This space takes inspiration from Gary Snyder's advice:
Stay together/Learn the flowers/Go light

Friday 20 August 2010

Marriage for ever

The concept “Biology is not destiny” holds true in many ways in our life as individuals and how all humans should live in the most fulfilling way. The concept has relevance to the discussion (here and here) that rippled around the world accompanying the publication of  the book Sex at Dawn: The Prehistoric Origins of Modern Sexuality that aimed to prove that marriage and lifelong partners are absolutely wrong notions to apply in  guiding our sexual behavior.
   “Funny, witty and light” [my emphasis] is how a Newsweek reviewer described the book by self-proclaimed “renegade researchers”. Light in tone it may be, but the book does carry an extensive list of references.

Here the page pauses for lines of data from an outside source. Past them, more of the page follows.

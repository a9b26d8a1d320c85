//! End-to-end tests of the manager against a mocked TheTVDB server.

use std::sync::Arc;
use std::time::Duration;

use tokio_util::sync::CancellationToken;
use tvdb_cache::{GateConfig, TvdbClientManager};
use tvdb_client::{EpisodeQuery, ImagesQuery, TvdbClient};
use tvdb_config::TvdbConfig;
use wiremock::matchers::{body_json, header, method, path, query_param};
use wiremock::{Mock, MockServer, ResponseTemplate};

fn series_body(id: u32, name: &str) -> serde_json::Value {
    serde_json::json!({"data": {"id": id, "seriesName": name}})
}

async fn mount_login(server: &MockServer, token: &str, times: u64) {
    Mock::given(method("POST"))
        .and(path("/login"))
        .and(body_json(serde_json::json!({"apikey": "test-key"})))
        .respond_with(ResponseTemplate::new(200).set_body_json(serde_json::json!({"token": token})))
        .expect(times)
        .mount(server)
        .await;
}

fn manager(server: &MockServer, config: GateConfig) -> TvdbClientManager {
    let client = TvdbClient::builder()
        .base_url(server.uri())
        .build()
        .unwrap();
    TvdbClientManager::new(client, "test-key", config)
}

#[tokio::test]
async fn test_repeated_lookup_hits_cache() {
    let server = MockServer::start().await;
    mount_login(&server, "token-1", 1).await;
    Mock::given(method("GET"))
        .and(path("/series/42"))
        .and(header("authorization", "Bearer token-1"))
        .respond_with(ResponseTemplate::new(200).set_body_json(series_body(42, "X")))
        .expect(1)
        .mount(&server)
        .await;

    let manager = manager(&server, GateConfig::new());
    let cancel = CancellationToken::new();

    let first = manager.series(42, &cancel).await.unwrap();
    let second = manager.series(42, &cancel).await.unwrap();

    assert_eq!(first.data, second.data);
    assert_eq!(second.data.series_name.as_deref(), Some("X"));
    let stats = manager.stats();
    assert_eq!((stats.hits, stats.misses, stats.entries), (1, 1, 1));
}

#[tokio::test]
async fn test_concurrent_lookups_share_one_call() {
    let server = MockServer::start().await;
    mount_login(&server, "token-1", 1).await;
    Mock::given(method("GET"))
        .and(path("/series/42"))
        .respond_with(
            ResponseTemplate::new(200)
                .set_body_json(series_body(42, "X"))
                .set_delay(Duration::from_millis(200)),
        )
        .expect(1)
        .mount(&server)
        .await;

    let manager = Arc::new(manager(&server, GateConfig::new()));
    let tasks: Vec<_> = (0..8)
        .map(|_| {
            let manager = Arc::clone(&manager);
            tokio::spawn(async move {
                manager
                    .series(42, &CancellationToken::new())
                    .await
                    .map(|r| r.data.id)
            })
        })
        .collect();

    for result in futures::future::join_all(tasks).await {
        assert_eq!(result.unwrap().unwrap(), 42);
    }
}

#[tokio::test]
async fn test_failed_lookup_is_not_cached() {
    let server = MockServer::start().await;
    mount_login(&server, "token-1", 1).await;
    Mock::given(method("GET"))
        .and(path("/series/42"))
        .respond_with(
            ResponseTemplate::new(503).set_body_json(serde_json::json!({"Error": "maintenance"})),
        )
        .up_to_n_times(1)
        .expect(1)
        .mount(&server)
        .await;
    Mock::given(method("GET"))
        .and(path("/series/42"))
        .respond_with(ResponseTemplate::new(200).set_body_json(series_body(42, "X")))
        .expect(1)
        .mount(&server)
        .await;

    let manager = manager(&server, GateConfig::new());
    let cancel = CancellationToken::new();

    let err = manager.series(42, &cancel).await.unwrap_err();
    assert!(err.is_server_error());
    assert!(manager.gate().is_empty());

    let series = manager.series(42, &cancel).await.unwrap();
    assert_eq!(series.data.id, 42);
}

#[tokio::test]
async fn test_not_found_propagates() {
    let server = MockServer::start().await;
    mount_login(&server, "token-1", 1).await;
    Mock::given(method("GET"))
        .and(path("/episodes/7"))
        .respond_with(
            ResponseTemplate::new(404).set_body_json(serde_json::json!({"Error": "ID: 7 not found"})),
        )
        .expect(2)
        .mount(&server)
        .await;

    let manager = manager(&server, GateConfig::new());
    let cancel = CancellationToken::new();

    for _ in 0..2 {
        let err = manager.episode(7, &cancel).await.unwrap_err();
        assert!(err.is_not_found());
    }
}

#[tokio::test]
async fn test_rejected_key_is_retried_next_call() {
    let server = MockServer::start().await;
    Mock::given(method("POST"))
        .and(path("/login"))
        .respond_with(
            ResponseTemplate::new(401).set_body_json(serde_json::json!({"Error": "API Key Required"})),
        )
        .expect(2)
        .mount(&server)
        .await;

    let manager = manager(&server, GateConfig::new());
    let cancel = CancellationToken::new();

    for _ in 0..2 {
        let err = manager.languages(&cancel).await.unwrap_err();
        assert!(err.is_auth_error());
        assert!(!manager.guardian().has_session().await);
    }
}

#[tokio::test]
async fn test_stale_token_is_refreshed() {
    let server = MockServer::start().await;
    mount_login(&server, "token-1", 1).await;
    Mock::given(method("GET"))
        .and(path("/refresh_token"))
        .and(header("authorization", "Bearer token-1"))
        .respond_with(ResponseTemplate::new(200).set_body_json(serde_json::json!({"token": "token-2"})))
        .expect(1)
        .mount(&server)
        .await;
    Mock::given(method("GET"))
        .and(path("/series/1"))
        .and(header("authorization", "Bearer token-1"))
        .respond_with(ResponseTemplate::new(200).set_body_json(series_body(1, "A")))
        .expect(1)
        .mount(&server)
        .await;
    Mock::given(method("GET"))
        .and(path("/series/2"))
        .and(header("authorization", "Bearer token-2"))
        .respond_with(ResponseTemplate::new(200).set_body_json(series_body(2, "B")))
        .expect(1)
        .mount(&server)
        .await;

    // A zero threshold makes the session stale on every later acquisition.
    let config = GateConfig::new().with_refresh_threshold(Duration::ZERO);
    let manager = manager(&server, config);
    let cancel = CancellationToken::new();

    manager.series(1, &cancel).await.unwrap();
    manager.series(2, &cancel).await.unwrap();
}

#[tokio::test]
async fn test_rejected_refresh_falls_back_to_login() {
    let server = MockServer::start().await;
    mount_login(&server, "token-1", 2).await;
    Mock::given(method("GET"))
        .and(path("/refresh_token"))
        .respond_with(
            ResponseTemplate::new(401).set_body_json(serde_json::json!({"Error": "token expired"})),
        )
        .expect(1)
        .mount(&server)
        .await;
    Mock::given(method("GET"))
        .and(path("/series/42"))
        .respond_with(ResponseTemplate::new(200).set_body_json(series_body(42, "X")))
        .expect(2)
        .mount(&server)
        .await;

    let config = GateConfig::new()
        .with_ttl(Duration::ZERO)
        .with_refresh_threshold(Duration::ZERO);
    let manager = manager(&server, config);
    let cancel = CancellationToken::new();

    manager.series(42, &cancel).await.unwrap();
    manager.series(42, &cancel).await.unwrap();
    assert!(manager.guardian().has_session().await);
}

#[tokio::test]
async fn test_language_is_sent() {
    let server = MockServer::start().await;
    mount_login(&server, "token-1", 1).await;
    Mock::given(method("GET"))
        .and(path("/languages"))
        .and(header("accept-language", "de"))
        .respond_with(ResponseTemplate::new(200).set_body_json(serde_json::json!({
            "data": [{"id": 14, "abbreviation": "de", "name": "Deutsch", "englishName": "German"}]
        })))
        .expect(1)
        .mount(&server)
        .await;

    let manager = manager(&server, GateConfig::new().with_language("de"));
    let languages = manager.languages(&CancellationToken::new()).await.unwrap();

    assert_eq!(languages.data.len(), 1);
    assert_eq!(languages.data[0].english_name, "German");
}

#[tokio::test]
async fn test_filters_are_cached_separately() {
    let server = MockServer::start().await;
    mount_login(&server, "token-1", 1).await;
    for key_type in ["poster", "fanart"] {
        Mock::given(method("GET"))
            .and(path("/series/42/images/query"))
            .and(query_param("keyType", key_type))
            .respond_with(ResponseTemplate::new(200).set_body_json(serde_json::json!({
                "data": [{"id": 1, "keyType": key_type}]
            })))
            .expect(1)
            .mount(&server)
            .await;
    }

    let manager = manager(&server, GateConfig::new());
    let cancel = CancellationToken::new();

    let poster = ImagesQuery::key_type("poster");
    let fanart = ImagesQuery::key_type("fanart");
    let a = manager.images(42, &poster, &cancel).await.unwrap();
    let b = manager.images(42, &fanart, &cancel).await.unwrap();
    manager.images(42, &poster, &cancel).await.unwrap();

    assert_eq!(a.data[0].key_type.as_deref(), Some("poster"));
    assert_eq!(b.data[0].key_type.as_deref(), Some("fanart"));
    assert_eq!(manager.gate().len(), 2);
}

#[tokio::test]
async fn test_episode_pages_are_cached_separately() {
    let server = MockServer::start().await;
    mount_login(&server, "token-1", 1).await;
    for page in ["1", "2"] {
        Mock::given(method("GET"))
            .and(path("/series/42/episodes/query"))
            .and(query_param("page", page))
            .and(query_param("airedSeason", "1"))
            .respond_with(ResponseTemplate::new(200).set_body_json(serde_json::json!({
                "data": [{"id": 100, "airedSeason": 1}],
                "links": {"first": 1, "last": 2}
            })))
            .expect(1)
            .mount(&server)
            .await;
    }

    let manager = manager(&server, GateConfig::new());
    let cancel = CancellationToken::new();
    let season = EpisodeQuery::aired_season(1);

    let first = manager.episodes_page(42, 1, &season, &cancel).await.unwrap();
    manager.episodes_page(42, 2, &season, &cancel).await.unwrap();
    manager.episodes_page(42, 1, &season, &cancel).await.unwrap();

    assert_eq!(first.links.and_then(|l| l.last), Some(2));
    assert_eq!(manager.stats().misses, 2);
}

#[tokio::test]
async fn test_search_operations_do_not_share_entries() {
    let server = MockServer::start().await;
    mount_login(&server, "token-1", 1).await;
    for param in ["name", "imdbId", "zap2itId"] {
        Mock::given(method("GET"))
            .and(path("/search/series"))
            .and(query_param(param, "42"))
            .respond_with(ResponseTemplate::new(200).set_body_json(serde_json::json!({
                "data": [{"id": 42, "seriesName": param}]
            })))
            .expect(1)
            .mount(&server)
            .await;
    }

    let manager = manager(&server, GateConfig::new());
    let cancel = CancellationToken::new();

    let by_name = manager.series_by_name("42", &cancel).await.unwrap();
    let by_imdb = manager.series_by_imdb_id("42", &cancel).await.unwrap();
    let by_zap2it = manager.series_by_zap2it_id("42", &cancel).await.unwrap();

    assert_eq!(by_name.data[0].series_name.as_deref(), Some("name"));
    assert_eq!(by_imdb.data[0].series_name.as_deref(), Some("imdbId"));
    assert_eq!(by_zap2it.data[0].series_name.as_deref(), Some("zap2itId"));
}

#[tokio::test]
async fn test_series_details_lookups() {
    let server = MockServer::start().await;
    mount_login(&server, "token-1", 1).await;
    Mock::given(method("GET"))
        .and(path("/series/42/actors"))
        .respond_with(ResponseTemplate::new(200).set_body_json(serde_json::json!({
            "data": [{"id": 9, "name": "Nathan Fillion", "role": "Mal"}]
        })))
        .expect(1)
        .mount(&server)
        .await;
    Mock::given(method("GET"))
        .and(path("/series/42/episodes/summary"))
        .respond_with(ResponseTemplate::new(200).set_body_json(serde_json::json!({
            "data": {"airedSeasons": ["1", "0"], "airedEpisodes": "14"}
        })))
        .expect(1)
        .mount(&server)
        .await;

    let manager = manager(&server, GateConfig::new());
    let cancel = CancellationToken::new();

    for _ in 0..2 {
        let actors = manager.actors(42, &cancel).await.unwrap();
        assert_eq!(actors.data[0].role.as_deref(), Some("Mal"));

        let summary = manager.episode_summary(42, &cancel).await.unwrap();
        assert_eq!(summary.data.aired_episodes.as_deref(), Some("14"));
    }
}

#[tokio::test]
async fn test_cancelled_lookup_leaves_no_entry() {
    let server = MockServer::start().await;
    mount_login(&server, "token-1", 1).await;
    Mock::given(method("GET"))
        .and(path("/series/42"))
        .respond_with(
            ResponseTemplate::new(200)
                .set_body_json(series_body(42, "X"))
                .set_delay(Duration::from_secs(30)),
        )
        .mount(&server)
        .await;
    Mock::given(method("GET"))
        .and(path("/series/43"))
        .respond_with(ResponseTemplate::new(200).set_body_json(series_body(43, "Y")))
        .mount(&server)
        .await;

    let manager = manager(&server, GateConfig::new());
    let cancel = CancellationToken::new();
    let trigger = cancel.clone();
    tokio::spawn(async move {
        tokio::time::sleep(Duration::from_millis(100)).await;
        trigger.cancel();
    });

    let err = manager.series(42, &cancel).await.unwrap_err();
    assert!(err.is_cancelled());
    assert!(!manager.gate().contains("series/42"));

    let other = tokio::time::timeout(
        Duration::from_secs(5),
        manager.series(43, &CancellationToken::new()),
    )
    .await
    .expect("miss lock still held after cancellation")
    .unwrap();
    assert_eq!(other.data.id, 43);
}

#[tokio::test]
async fn test_from_config() {
    let server = MockServer::start().await;
    // The key may come from TVDB_API_KEY, so the body is not matched.
    Mock::given(method("POST"))
        .and(path("/login"))
        .respond_with(ResponseTemplate::new(200).set_body_json(serde_json::json!({"token": "t"})))
        .expect(1)
        .mount(&server)
        .await;
    Mock::given(method("GET"))
        .and(path("/languages"))
        .and(header("accept-language", "fr"))
        .respond_with(ResponseTemplate::new(200).set_body_json(serde_json::json!({"data": []})))
        .expect(1)
        .mount(&server)
        .await;

    let config = TvdbConfig::from_toml(&format!(
        "[api]\nbase_url = \"{}\"\napi_key = \"test-key\"\nlanguage = \"fr\"\n\n[cache]\nttl_secs = 120\n",
        server.uri()
    ))
    .unwrap();

    let manager = TvdbClientManager::from_config(&config).unwrap();
    assert_eq!(manager.config().ttl, Duration::from_secs(120));

    let languages = manager.languages(&CancellationToken::new()).await.unwrap();
    assert!(languages.data.is_empty());
}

One is to a work by Heinz Dieter Heinen, one of the great authorities of the Warao of the Orinoco Delta between Venezuela and Guyana. The Warao, of whom about 30,000 still adhere to the traditional lifestyle, are among the tribal groups often highlighted as having a free and easy attitude to sexual relationships. 
  But a little research (I admit) into what Heinen can tell us shows that the sexual behavior of the Warao is not all light and joy. He says: “Not all sources are unequivocal, but the basic idea depict [sic] women as a vessel.” Another reference to how women have been in an inferior position is this: “[In] the ritual wife-lending [my emphasis] during the habi sanuka ritual … a man would spend the night dancing (and in former times co-habiting) with a woman he calls mamuse”. The next day the man gives a gift to the woman’s husband, often fostering ties, including care of children, important because of the society’s “short life-spans and high morbidity”. So from Heinen’s account of the ritual, the woman is not necessarily a willing partner, but a token to be used in safeguarding a man's descendants.

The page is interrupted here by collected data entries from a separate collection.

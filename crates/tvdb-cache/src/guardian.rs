//! Session lifecycle for the remote client.
//!
//! The guardian authenticates lazily on first use, refreshes the token once
//! it reaches the configured age, and falls back to a full
//! re-authentication when the refresh is rejected.

use std::time::Duration;

use async_trait::async_trait;
use tokio::sync::RwLock;
use tokio::time::Instant;
use tracing::{debug, info, trace, warn};

use crate::config::GateConfig;

// ============================================================================
// SessionClient Trait
// ============================================================================

/// Authentication capability of a remote client.
///
/// Implementations hold their token internally; clones share it, so the
/// guardian can hand out clones as client handles.
#[async_trait]
pub trait SessionClient: Clone + Send + Sync + 'static {
    /// Error returned by the remote client.
    type Error: std::error::Error + Send + Sync + 'static;

    /// Obtain a new token from an API key.
    async fn authenticate(&self, api_key: &str) -> Result<(), Self::Error>;

    /// Renew the current token.
    async fn refresh_token(&self) -> Result<(), Self::Error>;

    /// Set the language applied to subsequent lookups.
    fn set_accepted_language(&self, language: &str);
}

#[async_trait]
impl SessionClient for tvdb_client::TvdbClient {
    type Error = tvdb_client::Error;

    async fn authenticate(&self, api_key: &str) -> Result<(), Self::Error> {
        tvdb_client::TvdbClient::authenticate(self, api_key).await
    }

    async fn refresh_token(&self) -> Result<(), Self::Error> {
        tvdb_client::TvdbClient::refresh_token(self).await
    }

    fn set_accepted_language(&self, language: &str) {
        tvdb_client::TvdbClient::set_accepted_language(self, language)
    }
}

// ============================================================================
// TokenGuardian
// ============================================================================

/// An authenticated session.
#[derive(Debug, Clone, Copy)]
struct Session {
    issued_at: Instant,
}

impl Session {
    fn start() -> Self {
        Self {
            issued_at: Instant::now(),
        }
    }

    fn age(&self) -> Duration {
        self.issued_at.elapsed()
    }
}

/// Owns the one authenticated session of a remote client.
///
/// [`acquire_client`](Self::acquire_client) is the only way to obtain the
/// client. The first call authenticates; later calls refresh the token once
/// its age reaches the refresh threshold. Creation and renewal run under the
/// session write lock with a re-check, so racing callers trigger a single
/// authentication.
pub struct TokenGuardian<C: SessionClient> {
    client: C,
    api_key: String,
    refresh_threshold: Duration,
    language: String,
    session: RwLock<Option<Session>>,
}

impl<C: SessionClient> std::fmt::Debug for TokenGuardian<C> {
    fn fmt(&self, f: &mut std::fmt::Formatter<'_>) -> std::fmt::Result {
        f.debug_struct("TokenGuardian")
            .field("api_key", &"<redacted>")
            .field("refresh_threshold", &self.refresh_threshold)
            .field("language", &self.language)
            .finish()
    }
}

impl<C: SessionClient> TokenGuardian<C> {
    /// Create a guardian. No remote call is made until the first acquisition.
    pub fn new(client: C, api_key: impl Into<String>, config: &GateConfig) -> Self {
        Self {
            client,
            api_key: api_key.into(),
            refresh_threshold: config.refresh_threshold,
            language: config.language.clone(),
            session: RwLock::new(None),
        }
    }

    /// Return a client with a valid session.
    ///
    /// Authenticates if no session exists. If the session is at least
    /// `refresh_threshold` old the token is refreshed, and a failed refresh is
    /// followed by exactly one re-authentication. When that also fails its
    /// error is returned and the old session is kept so the next call tries
    /// again. A failed first authentication leaves no session behind.
    pub async fn acquire_client(&self) -> Result<C, C::Error> {
        {
            let session = self.session.read().await;
            if let Some(current) = *session
                && !self.is_stale(&current)
            {
                return Ok(self.hand_out());
            }
        }

        let mut session = self.session.write().await;
        let current = *session;
        match current {
            None => {
                debug!("No session, authenticating");
                self.client.authenticate(&self.api_key).await?;
                *session = Some(Session::start());
                info!("Session established");
            }
            Some(current) if self.is_stale(&current) => {
                debug!(age_secs = current.age().as_secs(), "Session stale, renewing");
                self.renew().await?;
                *session = Some(Session::start());
            }
            Some(_) => trace!("Session renewed by a concurrent caller"),
        }
        drop(session);

        Ok(self.hand_out())
    }

    /// Age of the current session, if one exists.
    pub async fn token_age(&self) -> Option<Duration> {
        self.session.read().await.map(|s| s.age())
    }

    /// Whether a session has been established.
    pub async fn has_session(&self) -> bool {
        self.session.read().await.is_some()
    }

    /// Forget the session; the next acquisition authenticates from scratch.
    pub async fn invalidate(&self) {
        let mut session = self.session.write().await;
        if session.take().is_some() {
            debug!("Session invalidated");
        }
    }

    fn is_stale(&self, session: &Session) -> bool {
        session.age() >= self.refresh_threshold
    }

    async fn renew(&self) -> Result<(), C::Error> {
        match self.client.refresh_token().await {
            Ok(()) => {
                debug!("Token refreshed");
                Ok(())
            }
            Err(e) => {
                warn!(error = %e, "Token refresh failed, re-authenticating");
                self.client.authenticate(&self.api_key).await?;
                info!("Session re-established");
                Ok(())
            }
        }
    }

    fn hand_out(&self) -> C {
        self.client.set_accepted_language(&self.language);
        self.client.clone()
    }
}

  On “Eskimo” sexual behavior, a quick read  here once again shows that “wife-lending” in the frozen north was a more complex matter than the popular imagination might have had it.
  As to what is best in human behavior beyond the biological, we know we have to struggle each day against some urges and desires because they are ultimately destructive. We know each culture has to struggle to create an environment that supports lasting relationships, along with other forms of intelligent behavior.

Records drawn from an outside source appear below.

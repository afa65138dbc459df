use crate::{
    departure::{local_departure, parse_departure},
    error::{ExposureError, Result},
    route::{Coordinate, RoutePolyline, SpeedModel},
    vars::*,
};
use chrono::{DateTime, FixedOffset};
use serde::Deserialize;

/// an already geocoded and routed journey, as handed over by the transport layer
#[derive(Clone, Debug, Default, Deserialize)]
#[serde(default)]
pub struct RouteRequest {
    /// RFC 3339 departure with offset
    pub departure: Option<String>,
    /// local departure date, `YYYY-MM-DD`, used when `departure` is absent
    pub date: Option<String>,
    /// local departure time, `HH:MM`
    pub time: Option<String>,
    pub utc_offset_minutes: Option<i32>,
    pub polyline: Vec<Coordinate>,
    /// GeoJSON `[lon, lat]` pairs, used when `polyline` is empty
    pub coordinates: Vec<[f64; 2]>,
    /// router trip duration
    pub duration_seconds: Option<f64>,
}

impl RouteRequest {
    pub fn from_json(text: &str) -> Result<Self> {
        Ok(serde_json::from_str(text)?)
    }

    pub fn polyline(&self) -> Result<RoutePolyline> {
        if self.polyline.is_empty() {
            RoutePolyline::from_lon_lat(&self.coordinates)
        } else {
            RoutePolyline::new(self.polyline.clone())
        }
    }

    pub fn departure(&self) -> Result<DateTime<FixedOffset>> {
        match (&self.departure, &self.date, &self.time) {
            (Some(departure), _, _) => parse_departure(departure),
            (None, Some(date), Some(time)) => local_departure(
                date,
                time,
                self.utc_offset_minutes.unwrap_or(DEFAULT_UTC_OFFSET_MINUTES),
            ),
            _ => Err(ExposureError::ClockSkew(
                "request names no departure".to_string(),
            )),
        }
    }

    /// router timing, if the request carries any
    pub fn speed(&self) -> Option<SpeedModel> {
        self.duration_seconds
            .map(|seconds| SpeedModel::TotalDuration { seconds })
    }
}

  Our successes in promoting human rights, for example, make clear the moral development that is possible among human society as a whole, even though the acceptance of  what can be identified as "human ecology" is uneven among world societies.
  The conclusion to be drawn from all of this is that, with mutual help, we can learn to control the behavior that lies behind much of the marital disharmony that harms our society so seriously. We can learn to shape our society in ways that supports, not destroys, families.